И крест, поставленный на все:
на полумесяц, синагогу, Будду,
на имя тихое мое,
на все, чем был, бывал и буду,
на настоящее.
Что делаю я здесь?
И смрад Отечества
нам сладок и приятен.
Скука ноябрем
Ноябрь во «Временах года» слышался Чайковскому отдаленным перезвоном колокольчиков тройки по первой пороше, несмотря на двухнедельное смещение календаря, — климат наш за эти сто с гаком лет заметно потеплел, и теперь первая пороша приходит чуть не к Новому году.
В Москве голые почерневшие деревья стынут в ожидании снегов. Пламенеет рябина, уже достигшая сладости. И у нас, в прибрежной Калифорнии, невзирая на всякую окрестную пальмовость, стоят оголенные деревья в глухой провинциальной сонливости и ожидании ветров и хлябей. И дворники со своими пневматическими метлами перебрасывают с места на место звонкую охру и медь листвы.
В самом разгаре грибной сезон — мой дом гудит от ближних и дальних друзей-соседей как майский улей.
Вот к дому подъехали в полдесятого вечера в пятницу двое из Силиконовой долины.
И сразу сели вышибать из организма холестерол под немудрящую закусь.
— Слушай, а что ты потом делаешь с этим чесноком?

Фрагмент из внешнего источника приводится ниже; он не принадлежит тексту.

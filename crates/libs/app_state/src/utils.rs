/// Lower-cased extension of the last path segment of an object key.
#[must_use]
pub fn key_extension(key: &str) -> Option<String> {
    let name = key.rsplit('/').next().unwrap_or(key);
    match name.rfind('.') {
        Some(0) | None => None,
        Some(idx) => Some(name[idx + 1..].to_lowercase()),
    }
}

Дело в том, что водка у меня настояна на чесноке. Идет такая настойка сама собой, без усилий воли, любыми дозами. С чесноком я ничего не делаю: он так и лежит в первозданной белизне на дне полугалонной бутылки, а я все доливаю и доливаю в нее — то литруху, то 0.75 самой разной водки. Чеснок их всех равняет.